Firstly, 'Schindler's List' exists in a cinematic space every bit as "insistently fictional" as that of 'Inglourious Basterds' - it's in black and white; much of its visual style is non-naturalistic; ash from crematorium chimneys falls as gently and lovingly as snow - so the comparison doesn't hold water. Secondly, Dargis argues that Christoph Waltz's SS Colonel Hans Landa is the best thing about the film simply because he gives the best performance. Ralph Fiennes's is similarly the best performance in 'Schindler's List'; Dargis's argument is further weakened. Thirdly, why does a "gleeful embrace and narrative elevation" of a Nazi character perforce constitute a flaw in a film's aesthetic? I've always found Paul Scofield's erudite von Waldheim far more appealing than Burt Lancaster's monosyllabic Labiche in John Frankenheimer's 'The Train' - and this dynamic, if anything, makes the film even more interesting. (See also: 'Cross of Iron': German protagonist, excellent film. And where does Dargis's argument leave the "good German" in, say, Powell and Pressburger's '49th Parallel' or 'The Life and Death of Colonel Blimp'?) Fourthly, criticising Tarantino for creating his vision of cinema within a deliberately fictive space is as facile as slating a Bollywood film for being three hours long and containing a bunch of song and dance numbers. It's little more than an admission that Dargis doesn't like a certain style of film-making, only dressed up in the kind of cheap point-scoring that there should be no place for in the New York Times.

Also, Dargis seems to imply that premeditated empathy with a villainous character - ie. the writer and/or director specifically setting out to make an anti-hero not only palatable but laudable to the audience - is reprehensible. Excuse me? Some of the greatest characters in both classical literature and pop culture and at all points inbetween are anti-heroes. From Hamlet to Hannibal Lecter, from King Lear to Freddy Krueger.
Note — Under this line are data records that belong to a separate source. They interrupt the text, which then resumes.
//! Analyses derived from a parsed document
//!
//! These sit on top of the query layer and answer the questions a completion
//! provider asks at the cursor: how much surrounding code fits a budget, which
//! identifiers were used recently, and what kind of position the cursor is in.

use tree_sitter::{Node, Point, Tree};
use tracing::trace;

use crate::document::TextDocument;
use crate::parsers::position_utils::TextRange;
use crate::tree_sitter::{DocumentQuerySdk, IntentCapture};

/// Minimum length an identifier needs to be worth reporting.
const MIN_IDENTIFIER_CHARS: usize = 3;

/// Largest node around `position` whose text is at most `char_limit` characters.
///
/// Starts from the deepest node at the cursor and climbs while the parent
/// still fits. When not even the deepest node fits, the result is a
/// zero-width range at `position`. With `expand_to_full_line`, a chosen node
/// range is widened to start at column 0 and end at the end of its last line.
pub fn enclosing_node_within_char_limit(
    tree: &Tree,
    document: &impl TextDocument,
    position: Point,
    char_limit: usize,
    expand_to_full_line: bool,
) -> TextRange {
    let source = document.text();
    let Some(mut node) = tree.root_node().descendant_for_point_range(position, position) else {
        return TextRange::empty(position);
    };

    let mut fitting: Option<Node> = None;
    loop {
        if char_count(&node, source.as_bytes()) > char_limit {
            break;
        }
        fitting = Some(node);
        match node.parent() {
            Some(parent) => node = parent,
            None => break,
        }
    }

    let Some(node) = fitting else {
        trace!("No node within {} chars at {:?}", char_limit, position);
        return TextRange::empty(position);
    };

    let range = TextRange::of_node(&node);
    if !expand_to_full_line {
        return range;
    }
    TextRange::new(
        Point::new(range.start.row, 0),
        Point::new(range.end.row, document.line_len(range.end.row)),
    )
}

fn char_count(node: &Node, source: &[u8]) -> usize {
    node.utf8_text(source)
        .map(|text| text.chars().count())
        .unwrap_or(usize::MAX)
}

/// The `n` most recent distinct identifiers before `position`.
///
/// Looks back `window_lines` rows. Identifiers of two characters or fewer are
/// skipped; the nearest occurrence of each name comes first.
pub fn last_n_identifiers(
    sdk: &DocumentQuerySdk,
    position: Point,
    n: usize,
    window_lines: usize,
) -> Vec<String> {
    if n == 0 {
        return Vec::new();
    }
    let start = Point::new(position.row.saturating_sub(window_lines), 0);
    let captures = sdk.graph_context_identifiers(start, position);

    let mut identifiers: Vec<String> = Vec::new();
    for capture in captures.iter().rev() {
        let text = capture.text(sdk.source());
        if text.chars().count() < MIN_IDENTIFIER_CHARS {
            continue;
        }
        if identifiers.iter().any(|seen| seen == text) {
            continue;
        }
        identifiers.push(text.to_string());
        if identifiers.len() == n {
            break;
        }
    }
    identifiers
}

/// Completion intent for a cursor placed by the host.
///
/// When the document text before the cursor ends with the language's block
/// opener, ignoring whitespace and newlines, the intent is resolved at that
/// opener. This covers a blank line just below `{`. Otherwise it is resolved
/// one column to the left, at the character just typed.
pub fn completion_intent_at_cursor<'a>(
    sdk: &DocumentQuerySdk<'a>,
    document: &impl TextDocument,
    position: Point,
) -> Option<IntentCapture<'a>> {
    let block_start = sdk.language().config().block_start;
    let prefix = document.text_in_range(TextRange::new(Point::new(0, 0), position));
    let trimmed = prefix.trim_end();

    let anchor = match trimmed.ends_with(block_start) {
        true => document.point_at(trimmed.len() - block_start.len()),
        false => Point::new(position.row, position.column.saturating_sub(1)),
    };
    trace!("Resolving intent at {:?} for cursor {:?}", anchor, position);
    sdk.completion_intent(anchor, anchor)
}

#[cfg(test)]
mod tests {
    use super::*;
    use std::sync::Arc;

    use crate::document::SourceDocument;
    use crate::grammars::{GrammarRegistry, SupportedLanguage};
    use crate::parsers::parser_pool::ParserPool;
    use crate::queries::{CompiledPatternStore, PatternCatalog};
    use crate::tree_sitter::{CompletionIntent, QueryEngine};

    async fn setup(language: SupportedLanguage, text: &str) -> (QueryEngine, Tree, SourceDocument) {
        let store = Arc::new(CompiledPatternStore::new(Arc::new(PatternCatalog::builtin())));
        let pool = ParserPool::new(Arc::clone(&store));
        let parser = pool
            .load_parser(&GrammarRegistry::default().handle(language))
            .await
            .unwrap();
        let tree = parser.parse(text, None).unwrap();
        let document = SourceDocument::new("file:///test", language.as_str(), text);
        (QueryEngine::new(store), tree, document)
    }

    #[tokio::test]
    async fn test_enclosing_node_zero_width_when_nothing_fits() {
        let literal = format!("const s = \"{}\";", "x".repeat(88));
        let (_, tree, document) = setup(SupportedLanguage::JavaScript, &literal).await;
        let cursor = Point::new(0, 20);

        let range = enclosing_node_within_char_limit(&tree, &document, cursor, 1, false);
        assert_eq!(range, TextRange::empty(cursor));
    }

    #[tokio::test]
    async fn test_enclosing_node_climbs_within_budget() {
        let text = "function f() {\n  const total = a + b;\n  return total;\n}\n";
        let (_, tree, document) = setup(SupportedLanguage::JavaScript, text).await;
        let cursor = Point::new(1, 18);

        let tight = enclosing_node_within_char_limit(&tree, &document, cursor, 5, false);
        let wide = enclosing_node_within_char_limit(&tree, &document, cursor, 25, false);
        let everything = enclosing_node_within_char_limit(&tree, &document, cursor, 1000, false);

        assert!(wide.encloses(&tight));
        assert!(everything.encloses(&wide));
        assert_eq!(document.text_in_range(wide), "const total = a + b;");
        assert_eq!(everything.start, Point::new(0, 0));
    }

    #[tokio::test]
    async fn test_enclosing_node_expands_to_full_lines() {
        let text = "let a = 1;\nlet b = foo(a, 2);\n";
        let (_, tree, document) = setup(SupportedLanguage::JavaScript, text).await;

        let range = enclosing_node_within_char_limit(&tree, &document, Point::new(1, 13), 8, true);
        assert_eq!(range, TextRange::new(Point::new(1, 0), Point::new(1, 18)));
    }

    #[tokio::test]
    async fn test_last_n_identifiers_nearest_first_and_deduped() {
        let text = "import { readFile } from 'fs';\nconst data = readFile(path);\nconsole.log(data);\nparse(data);\nreadFile(other);\n";
        let (engine, tree, _) = setup(SupportedLanguage::JavaScript, text).await;
        let sdk = engine.for_document(SupportedLanguage::JavaScript, tree.root_node(), text.as_bytes());

        let identifiers = last_n_identifiers(&sdk, Point::new(5, 0), 3, 100);
        assert_eq!(identifiers, vec!["readFile", "parse", "log"]);
        assert!(last_n_identifiers(&sdk, Point::new(5, 0), 0, 100).is_empty());
    }

    #[tokio::test]
    async fn test_intent_after_block_start() {
        let text = "function foo() {\n}\n";
        let (engine, tree, document) = setup(SupportedLanguage::JavaScript, text).await;
        let sdk = engine.for_document(SupportedLanguage::JavaScript, tree.root_node(), text.as_bytes());

        let intent = completion_intent_at_cursor(&sdk, &document, Point::new(0, 16)).unwrap();
        assert_eq!(intent.intent, CompletionIntent::FunctionBody);
    }

    #[tokio::test]
    async fn test_intent_on_blank_line_below_block_start() {
        let text = "function foo() {\n    \n}\n";
        let (engine, tree, document) = setup(SupportedLanguage::JavaScript, text).await;
        let sdk = engine.for_document(SupportedLanguage::JavaScript, tree.root_node(), text.as_bytes());

        let intent = completion_intent_at_cursor(&sdk, &document, Point::new(1, 4)).unwrap();
        assert_eq!(intent.intent, CompletionIntent::FunctionBody);
        assert_eq!(intent.node.kind(), "statement_block");
    }

    #[tokio::test]
    async fn test_intent_on_blank_line_below_python_def() {
        let text = "def foo():\n    \n    pass\n";
        let (engine, tree, document) = setup(SupportedLanguage::Python, text).await;
        let sdk = engine.for_document(SupportedLanguage::Python, tree.root_node(), text.as_bytes());

        let intent = completion_intent_at_cursor(&sdk, &document, Point::new(1, 4));
        assert_eq!(intent.map(|i| i.intent), Some(CompletionIntent::FunctionBody));
    }

    #[tokio::test]
    async fn test_intent_inside_comment() {
        let text = "// explain the thing\nconst x = 1;\n";
        let (engine, tree, document) = setup(SupportedLanguage::TypeScript, text).await;
        let sdk = engine.for_document(SupportedLanguage::TypeScript, tree.root_node(), text.as_bytes());

        let intent = completion_intent_at_cursor(&sdk, &document, Point::new(0, 10)).unwrap();
        assert_eq!(intent.intent, CompletionIntent::Comment);
    }
}
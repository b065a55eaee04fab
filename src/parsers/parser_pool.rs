//! One parser per language, loaded on demand
//!
//! `get_parser` only reads the pool. Loading is an explicit async step
//! (`load_parser`), memoized per language so concurrent loads share a single
//! grammar load and a single parser.

use std::fmt;
use std::sync::Arc;

use dashmap::DashMap;
use parking_lot::Mutex;
use tokio::sync::OnceCell;
use tracing::{debug, info, trace};
use tree_sitter::{Parser, Tree};

use crate::error::{Result, SyntaxError};
use crate::grammars::{Grammar, GrammarHandle, GrammarLocation, SupportedLanguage};
use crate::queries::CompiledPatternStore;

/// A parser bound to one grammar.
pub struct LanguageParser {
    language: SupportedLanguage,
    grammar: Grammar,
    parser: Mutex<Parser>,
}

impl LanguageParser {
    pub fn new(grammar: Grammar) -> Result<Self> {
        let language = grammar.language();
        let mut parser = Parser::new();
        parser
            .set_language(grammar.ts_language())
            .map_err(|source| SyntaxError::IncompatibleGrammar {
                language: language.to_string(),
                source,
            })?;

        Ok(Self {
            language,
            grammar,
            parser: Mutex::new(parser),
        })
    }

    pub fn language(&self) -> SupportedLanguage {
        self.language
    }

    pub fn grammar(&self) -> &Grammar {
        &self.grammar
    }

    /// Parse `text`, reusing `old_tree` when it has been edited to match.
    ///
    /// Invalid source still produces a tree; it just contains error nodes.
    pub fn parse(&self, text: &str, old_tree: Option<&Tree>) -> Result<Tree> {
        trace!(
            "{} parse of {} bytes ({})",
            self.language,
            text.len(),
            if old_tree.is_some() { "incremental" } else { "full" }
        );
        self.parser
            .lock()
            .parse(text, old_tree)
            .ok_or_else(|| SyntaxError::ParseAborted {
                language: self.language.to_string(),
            })
    }
}

impl fmt::Debug for LanguageParser {
    fn fmt(&self, f: &mut fmt::Formatter<'_>) -> fmt::Result {
        f.debug_struct("LanguageParser")
            .field("language", &self.language)
            .field("grammar", &self.grammar)
            .finish()
    }
}

type ParserSlot = Arc<OnceCell<Arc<LanguageParser>>>;

pub struct ParserPool {
    parsers: DashMap<SupportedLanguage, ParserSlot>,
    patterns: Arc<CompiledPatternStore>,
}

impl ParserPool {
    pub fn new(patterns: Arc<CompiledPatternStore>) -> Self {
        Self {
            parsers: DashMap::new(),
            patterns,
        }
    }

    pub fn patterns(&self) -> &Arc<CompiledPatternStore> {
        &self.patterns
    }

    /// The loaded parser for `language`, or `None` if it has not been loaded.
    pub fn get_parser(&self, language: SupportedLanguage) -> Option<Arc<LanguageParser>> {
        self.parsers.get(&language)?.value().get().cloned()
    }

    /// Load the grammar and parser for the handle's language, then compile its patterns.
    ///
    /// Idempotent. Concurrent calls for the same language wait on the same
    /// load. If loading fails nothing is cached, so a later call tries again.
    pub async fn load_parser(&self, handle: &GrammarHandle) -> Result<Arc<LanguageParser>> {
        let language = handle.language;
        let slot: ParserSlot = Arc::clone(&self.parsers.entry(language).or_default());

        let parser = slot
            .get_or_try_init(|| async {
                let grammar = load_grammar(handle).await?;
                let parser = LanguageParser::new(grammar)?;
                self.patterns.compile_all_for_language(parser.grammar(), language)?;
                info!("Loaded {} parser from {}", language, handle.location);
                Ok::<_, SyntaxError>(Arc::new(parser))
            })
            .await?;

        Ok(Arc::clone(parser))
    }

    pub fn loaded_languages(&self) -> Vec<SupportedLanguage> {
        let mut languages: Vec<_> = self
            .parsers
            .iter()
            .filter(|entry| entry.value().initialized())
            .map(|entry| *entry.key())
            .collect();
        languages.sort();
        languages
    }

    /// Drop every cached parser. Trees produced earlier stay valid.
    pub fn reset(&self) {
        debug!("Resetting parser pool ({} languages)", self.parsers.len());
        self.parsers.clear();
    }
}

async fn load_grammar(handle: &GrammarHandle) -> Result<Grammar> {
    match handle.location {
        GrammarLocation::Bundled => handle.load(),
        GrammarLocation::Directory(_) => {
            let blocking_handle = handle.clone();
            tokio::task::spawn_blocking(move || blocking_handle.load())
                .await
                .map_err(|e| SyntaxError::GrammarLoad {
                    language: handle.language.to_string(),
                    location: handle.location.to_string(),
                    reason: e.to_string(),
                })?
        }
    }
}
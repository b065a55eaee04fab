//! Structural queries over syntax trees
//!
//! ```text
//! Compiled patterns (per language, per purpose)
//!       ↓
//! QueryEngine::execute (row window, document order)
//!       ↓
//! CaptureProcessor (enclosing, intents, symbol/range pairing, triggers)
//!       ↓
//! DocumentQuerySdk / QueryWrapper dispatch
//! ```

pub mod captures;
pub mod query_engine;
pub mod query_types;

pub use captures::{CaptureProcessor, SymbolRangePair};
pub use query_engine::{DocumentQuerySdk, QueryEngine, QueryResult, QueryWrapper};
pub use query_types::{
    CaptureBucket, CompletionIntent, DocumentableNode, IntentCapture, QueryCapture, INTENT_PRIORITY,
};
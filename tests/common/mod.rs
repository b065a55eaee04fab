#![allow(dead_code)]

use syntax_query::config::EngineConfig;
use syntax_query::document::SourceDocument;
use syntax_query::SyntaxEngine;
use tree_sitter::Point;

/// Cursor placeholder used in test sources.
pub const CURSOR: &str = "█";

pub fn engine() -> SyntaxEngine {
    SyntaxEngine::new(EngineConfig::default())
}

pub fn engine_with_capacity(capacity: usize) -> SyntaxEngine {
    SyntaxEngine::new(EngineConfig {
        cache_capacity: capacity,
        ..EngineConfig::default()
    })
}

pub fn document(uri: &str, language_id: &str, text: &str) -> SourceDocument {
    SourceDocument::new(uri, language_id, text)
}

/// Strip the cursor placeholder from `text`, returning the clean text and the
/// point where the placeholder was.
pub fn split_cursor(text: &str) -> (String, Point) {
    let offset = text.find(CURSOR).expect("source has no cursor placeholder");
    let before = &text[..offset];
    let row = before.matches('\n').count();
    let column = before.len() - before.rfind('\n').map(|i| i + 1).unwrap_or(0);
    (text.replacen(CURSOR, "", 1), Point::new(row, column))
}

/// Point of the first occurrence of `needle`, plus `shift` columns.
pub fn point_of(text: &str, needle: &str, shift: usize) -> Point {
    let offset = text.find(needle).expect("needle not found");
    let before = &text[..offset];
    let row = before.matches('\n').count();
    let column = before.len() - before.rfind('\n').map(|i| i + 1).unwrap_or(0);
    Point::new(row, column + shift)
}
use super::QueryPurpose;

const INTENTS: &str = r#"
(function_definition
    name: (identifier) @function.name!
    parameters: (parameters ("(") @function.parameters.cursor) @function.parameters
    ":" @function.body.cursor
    body: (block) @function.body)

(class_definition
    name: (identifier) @class.name!
    ":" @class.body.cursor
    body: (block) @class.body)

(argument_list ("(") @arguments.cursor) @arguments

(comment) @comment!
(import_from_statement
    module_name: (dotted_name) @import.source!)
(import_statement
    name: (dotted_name) @import.source!)

(pair
    value: [(string) (integer) (float) (identifier) (true) (false) (none)] @pair.value!)
(argument_list
    [(string) (integer) (float) (identifier) (true) (false) (none)] @argument!)

(parameters) @parameters!
(parameters (_) @parameter!)

(return_statement) @return_statement!
(return_statement
    [(string) (integer) (float) (identifier) (true) (false) (none)] @return_statement.value!)

(string) @string!
"#;

// `insertion` marks where a docstring goes; the first string statement of a
// block is the docstring itself.
const DOCUMENTABLE_NODES: &str = r#"
(function_definition
    name: (identifier) @symbol.function) @range.function
(class_definition
    name: (identifier) @symbol.class) @range.class
(expression_statement
    (assignment
        left: (identifier) @symbol.identifier)) @range.identifier

(function_definition
    body: (block) @insertion)
(class_definition
    body: (block) @insertion)

(block . (expression_statement (string) @comment))
(comment) @comment
"#;

const GRAPH_CONTEXT_IDENTIFIERS: &str = r#"
(import_from_statement
    name: (dotted_name (identifier) @identifier))
(aliased_import
    name: (dotted_name (identifier) @identifier))
(call
    function: (identifier) @identifier)
(call
    function: (attribute attribute: (identifier) @identifier))
(class_definition
    superclasses: (argument_list (identifier) @identifier))
(argument_list (identifier) @identifier)
"#;

const ENCLOSING_FUNCTION: &str = r#"
(function_definition
    name: (identifier) @symbol.function) @range.function
(lambda) @range.function
"#;

const IDENTIFIERS: &str = "(identifier) @identifier\n";

pub(super) const PYTHON: &[(QueryPurpose, &str)] = &[
    (QueryPurpose::SinglelineTriggers, ""),
    (QueryPurpose::Intents, INTENTS),
    (QueryPurpose::DocumentableNodes, DOCUMENTABLE_NODES),
    (QueryPurpose::Identifiers, IDENTIFIERS),
    (QueryPurpose::GraphContextIdentifiers, GRAPH_CONTEXT_IDENTIFIERS),
    (QueryPurpose::EnclosingFunction, ENCLOSING_FUNCTION),
];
Everyone loves an anti-hero. It's the thrill of a character doing and saying the things we could never do or say - things, frankly, that we wouldn't want to do or say. It's the delightful frisson of a character whose moral disconnect imbues them with a fascinating unpredictability; a character who could quite literally do anything.



Chapter two:
Glorious basterds

And while I'm kicking against mainstream film critics, can I just say that I don't understand why so many critics still carp about violence in Tarantino's work. Sure, everything he's done contains scenes of violence, but I'd argue no more so than most tentpole summer blockbusters. While, say, your average Michael Bay film doesn't feature scalpings (how would Transformers scalp each other? "each one of you Autobots owes me one hundred Decepticon pistons ... and I want my pistons!") it buys wholly into an aesthetic of violence - explosions, shoot outs, cars flipping over and smashing into other cars at high speeds - which leaves you in no doubt that sheer, unmitigated destruction is Bay's raison d'etre. Tarantino, however, is more interested in the build up, the tension, the dialogue and character dynamics.

When action or violence happens in a Tarantino movie, it erupts suddenly and is over quickly. There is, per capita, very little onscreen violence in his work. The first chapter of 'Inglourious Basterds' is a clammily tense interrogation by Landa of a French farmer harbouring a Jewish family. It quickly becomes apparent that Landa knows full well the family are there and where they are hidden; he's simply toying with the man. The scene is intense and gripping, punctuated by an inspired mine's-bigger-than-yours visual joke, and what makes it work is not the thirty seconds of gunfire it culminates in but the twenty minutes of dialogue that build up to it. Landa arranging his pen and pot of ink on a table carries far more weight than the machine guns slung over his men's shoulders.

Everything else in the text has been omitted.